Try it >> Each line from the opening of the listing below through the line that contains "prediction to return" is to be output exactly as written.

** Opening Material for this task block **

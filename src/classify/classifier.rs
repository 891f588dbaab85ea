//! Classification trait and mock implementation.

use crate::classify::window::Window;
use crate::error::{Result, SignstreamError};
use crate::session::Mode;

use std::sync::{Arc, Mutex};

/// One classification result: the predicted label and the model's confidence
/// (the winning class's softmax probability, in `[0, 1]`).
#[derive(Debug, Clone, PartialEq)]
pub struct Prediction {
    pub label: String,
    pub confidence: f32,
}

/// Trait for window classification.
///
/// This trait allows swapping implementations (real models vs mock).
pub trait Classifier: Send + Sync {
    /// Classify a window under the given analysis mode.
    fn predict(&self, window: &Window, mode: Mode) -> Result<Prediction>;

    /// Check if the classifier is ready
    fn is_ready(&self) -> bool;
}

impl<T: Classifier + ?Sized> Classifier for Arc<T> {
    fn predict(&self, window: &Window, mode: Mode) -> Result<Prediction> {
        (**self).predict(window, mode)
    }

    fn is_ready(&self) -> bool {
        (**self).is_ready()
    }
}

/// Mock classifier for testing
#[derive(Debug)]
pub struct MockClassifier {
    prediction: Prediction,
    should_fail: bool,
    calls: Mutex<Vec<(usize, Mode)>>,
}

impl Default for MockClassifier {
    fn default() -> Self {
        Self {
            prediction: Prediction {
                label: "xin chào".to_string(),
                confidence: 0.9,
            },
            should_fail: false,
            calls: Mutex::new(Vec::new()),
        }
    }
}

impl MockClassifier {
    pub fn new() -> Self {
        Self::default()
    }

    /// Set a specific prediction to return
    pub fn with_prediction(mut self, label: impl Into<String>, confidence: f32) -> Self {
        self.prediction = Prediction {
            label: label.into(),
            confidence,
        };
        self
    }

    /// Configure the mock to fail on predict
    pub fn with_failure(mut self) -> Self {
        self.should_fail = true;
        self
    }

    /// Window lengths and modes this mock has been asked to classify.
    pub fn calls(&self) -> Vec<(usize, Mode)> {
        self.calls.lock().map(|c| c.clone()).unwrap_or_default()
    }
}

impl Classifier for MockClassifier {
    fn predict(&self, window: &Window, mode: Mode) -> Result<Prediction> {
        if let Ok(mut calls) = self.calls.lock() {
            calls.push((window.len(), mode));
        }
        if self.should_fail {
            return Err(SignstreamError::Inference {
                message: "mock classification failure".to_string(),
            });
        }
        Ok(self.prediction.clone())
    }

    fn is_ready(&self) -> bool {
        !self.should_fail
    }
}

#[cfg(test)]
mod tests {
    use super::*;

    fn window(len: usize) -> Window {
        Window::from_sequence(Vec::new(), len)
    }

    #[test]
    fn mock_returns_configured_prediction() {
        let classifier = MockClassifier::new().with_prediction("mệt", 0.42);
        let p = classifier.predict(&window(5), Mode::Word).unwrap();
        assert_eq!(p.label, "mệt");
        assert!((p.confidence - 0.42).abs() < f32::EPSILON);
    }

    #[test]
    fn mock_records_calls() {
        let classifier = MockClassifier::new();
        classifier.predict(&window(3), Mode::Character).unwrap();
        classifier.predict(&window(7), Mode::Word).unwrap();
        assert_eq!(
            classifier.calls(),
            vec![(3, Mode::Character), (7, Mode::Word)]
        );
    }

    #[test]
    fn mock_failure() {
        let classifier = MockClassifier::new().with_failure();
        assert!(classifier.predict(&window(1), Mode::Word).is_err());
        assert!(!classifier.is_ready());
    }

    #[test]
    fn arc_classifier_delegates() {
        let classifier = Arc::new(MockClassifier::new());
        assert!(classifier.predict(&window(2), Mode::Word).is_ok());
        assert!(classifier.is_ready());
    }
}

** Closing Material for this task block **

Reply >>
filename src/classify/classifier.rs
repository 891f588dbaab85ea
//! Classification trait and mock implementation.

use crate::classify::window::Window;
use crate::error::{Result, SignstreamError};
use crate::session::Mode;

use std::sync::{Arc, Mutex};

/// One classification result: the predicted label and the model's confidence
/// (the winning class's softmax probability, in `[0, 1]`).
#[derive(Debug, Clone, PartialEq)]
pub struct Prediction {
    pub label: String,
    pub confidence: f32,
}

/// Trait for window classification.
///
/// This trait allows swapping implementations (real models vs mock).
pub trait Classifier: Send + Sync {
    /// Classify a window under the given analysis mode.
    fn predict(&self, window: &Window, mode: Mode) -> Result<Prediction>;

    /// Check if the classifier is ready
    fn is_ready(&self) -> bool;
}

impl<T: Classifier + ?Sized> Classifier for Arc<T> {
    fn predict(&self, window: &Window, mode: Mode) -> Result<Prediction> {
        (**self).predict(window, mode)
    }

    fn is_ready(&self) -> bool {
        (**self).is_ready()
    }
}

/// Mock classifier for testing
#[derive(Debug)]
pub struct MockClassifier {
    prediction: Prediction,
    should_fail: bool,
    calls: Mutex<Vec<(usize, Mode)>>,
}

impl Default for MockClassifier {
    fn default() -> Self {
        Self {
            prediction: Prediction {
                label: "xin chào".to_string(),
                confidence: 0.9,
            },
            should_fail: false,
            calls: Mutex::new(Vec::new()),
        }
    }
}

impl MockClassifier {
    pub fn new() -> Self {
        Self::default()
    }

    /// Set a specific prediction to return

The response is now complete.